• [The problem]
With "crate" as the search word, show every line of the material that has it.

• [Extracted data]
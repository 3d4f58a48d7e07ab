//! Spreadsheet type - the raw cell table handed to the compiler

use crate::cell::{CellIndex, CellRange, CellValue, RangeIndex};
use crate::error::{Error, Result};
use crate::named_range::{NameScope, NamedRange, NamedRangeCollection};
use crate::sheet::Sheet;
use crate::MAX_SHEET_NAME_LEN;

/// A spreadsheet: an ordered list of sheets plus defined names
#[derive(Debug, Clone)]
pub struct Spreadsheet {
    sheets: Vec<Sheet>,
    names: NamedRangeCollection,
}

impl Default for Spreadsheet {
    fn default() -> Self {
        Self::new()
    }
}

impl Spreadsheet {
    /// Create a spreadsheet with a single empty sheet named `Sheet1`
    pub fn new() -> Self {
        Self {
            sheets: vec![Sheet::new("Sheet1")],
            names: NamedRangeCollection::new(),
        }
    }

    /// Create a spreadsheet with no sheets
    pub fn empty() -> Self {
        Self {
            sheets: Vec::new(),
            names: NamedRangeCollection::new(),
        }
    }

    pub fn sheet_count(&self) -> usize {
        self.sheets.len()
    }

    pub fn sheet(&self, index: usize) -> Option<&Sheet> {
        self.sheets.get(index)
    }

    pub fn sheet_mut(&mut self, index: usize) -> Option<&mut Sheet> {
        self.sheets.get_mut(index)
    }

    /// Get the index of a sheet by name (case-insensitive)
    pub fn sheet_index(&self, name: &str) -> Option<usize> {
        self.sheets
            .iter()
            .position(|s| s.name().eq_ignore_ascii_case(name))
    }

    pub fn sheet_by_name(&self, name: &str) -> Option<&Sheet> {
        self.sheet_index(name).and_then(|i| self.sheets.get(i))
    }

    pub fn sheets(&self) -> impl Iterator<Item = &Sheet> {
        self.sheets.iter()
    }

    /// Add a new sheet and return its index
    pub fn add_sheet(&mut self, name: &str) -> Result<usize> {
        self.validate_sheet_name(name)?;
        self.sheets.push(Sheet::new(name));
        Ok(self.sheets.len() - 1)
    }

    /// Add an already populated sheet, keeping its name
    pub fn add_existing_sheet(&mut self, sheet: Sheet) -> Result<usize> {
        self.validate_sheet_name(sheet.name())?;
        self.sheets.push(sheet);
        Ok(self.sheets.len() - 1)
    }

    /// Rename a sheet
    pub fn rename_sheet(&mut self, index: usize, name: &str) -> Result<()> {
        if index >= self.sheets.len() {
            return Err(Error::SheetOutOfBounds(index, self.sheets.len()));
        }
        self.validate_sheet_name(name)?;
        self.sheets[index].set_name(name);
        Ok(())
    }

    /// Get the content of a cell; absent cells and unknown sheets read as `None`
    pub fn cell(&self, index: CellIndex) -> Option<&CellValue> {
        self.sheets
            .get(index.sheet)
            .and_then(|s| s.cell_at(index.row, index.col))
    }

    /// Non-empty cells inside a range, row by row; a range on an unknown sheet has none
    pub fn cells_in(&self, range: RangeIndex) -> impl Iterator<Item = CellIndex> + '_ {
        let sheet = range.sheet;
        self.sheets.get(sheet).into_iter().flat_map(move |s| {
            s.cells_in(range.to_cell_range())
                .map(move |(row, col, _)| CellIndex::new(sheet, row, col))
        })
    }

    /// Get the name of the sheet a cell lives on, for diagnostics
    pub fn describe_cell(&self, index: CellIndex) -> String {
        match self.sheets.get(index.sheet) {
            Some(sheet) if self.sheets.len() > 1 => format!("{}!{}", sheet.name(), index),
            _ => index.to_string(),
        }
    }

    // ==================== Defined Names ====================

    /// Define a workbook-scoped name
    ///
    /// # Example
    /// ```
    /// use formcomp_core::Spreadsheet;
    ///
    /// let mut book = Spreadsheet::new();
    /// book.define_name("Rate", "Sheet1!$B$1").unwrap();
    /// assert!(book.resolve_name("rate", 0).unwrap().is_some());
    /// ```
    pub fn define_name(&mut self, name: &str, refers_to: &str) -> Result<()> {
        self.define_name_with_scope(name, refers_to, NameScope::Workbook)
    }

    /// Define a sheet-scoped name
    pub fn define_name_for_sheet(
        &mut self,
        name: &str,
        refers_to: &str,
        sheet_index: usize,
    ) -> Result<()> {
        self.define_name_with_scope(name, refers_to, NameScope::Sheet(sheet_index))
    }

    fn define_name_with_scope(&mut self, name: &str, refers_to: &str, scope: NameScope) -> Result<()> {
        let default_sheet = match scope {
            NameScope::Sheet(idx) => idx,
            NameScope::Workbook => 0,
        };
        // Reject unresolvable references up front
        self.resolve_reference(refers_to.trim_start_matches('='), default_sheet)?;
        self.names.define(NamedRange::new(name, refers_to, scope))
    }

    /// Get the defined names
    pub fn names(&self) -> &NamedRangeCollection {
        &self.names
    }

    /// Resolve a defined name as seen from `current_sheet`
    pub fn resolve_name(&self, name: &str, current_sheet: usize) -> Result<Option<RangeIndex>> {
        let Some(named) = self.names.get(name, current_sheet) else {
            return Ok(None);
        };
        let default_sheet = match named.scope {
            NameScope::Sheet(idx) => idx,
            NameScope::Workbook => 0,
        };
        self.resolve_reference(named.expression(), default_sheet)
            .map(Some)
    }

    /// Resolve reference text such as `B2`, `$A$1:$C$3` or `'My Sheet'!A1`
    pub fn resolve_reference(&self, text: &str, current_sheet: usize) -> Result<RangeIndex> {
        let text = text.trim();
        let (sheet, range_text) = match text.rfind('!') {
            Some(pos) => {
                let sheet_name = text[..pos].trim_matches('\'');
                let sheet = self
                    .sheet_index(sheet_name)
                    .ok_or_else(|| Error::SheetNotFound(sheet_name.to_string()))?;
                (sheet, &text[pos + 1..])
            }
            None => (current_sheet, text),
        };

        if sheet >= self.sheets.len() {
            return Err(Error::SheetOutOfBounds(sheet, self.sheets.len()));
        }

        let range = CellRange::parse(range_text)
            .map_err(|_| Error::InvalidRange(text.to_string()))?;
        Ok(RangeIndex::from_range(sheet, range))
    }

    fn validate_sheet_name(&self, name: &str) -> Result<()> {
        if name.is_empty() {
            return Err(Error::InvalidSheetName("Sheet name cannot be empty".into()));
        }
        if name.len() > MAX_SHEET_NAME_LEN {
            return Err(Error::InvalidSheetName(format!(
                "Sheet name too long (max {} characters)",
                MAX_SHEET_NAME_LEN
            )));
        }

        const INVALID_CHARS: &[char] = &[':', '\\', '/', '?', '*', '[', ']', '!'];
        if let Some(c) = INVALID_CHARS.iter().find(|c| name.contains(**c)) {
            return Err(Error::InvalidSheetName(format!(
                "Sheet name cannot contain '{}'",
                c
            )));
        }

        if self.sheet_index(name).is_some() {
            return Err(Error::DuplicateSheetName(name.into()));
        }

        Ok(())
    }
}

• [Written reply]
use crate::cell::{CellIndex, CellRange, CellValue, RangeIndex};
use crate::error::{Error, Result};
use crate::named_range::{NameScope, NamedRange, NamedRangeCollection};
use crate::sheet::Sheet;
use crate::MAX_SHEET_NAME_LEN;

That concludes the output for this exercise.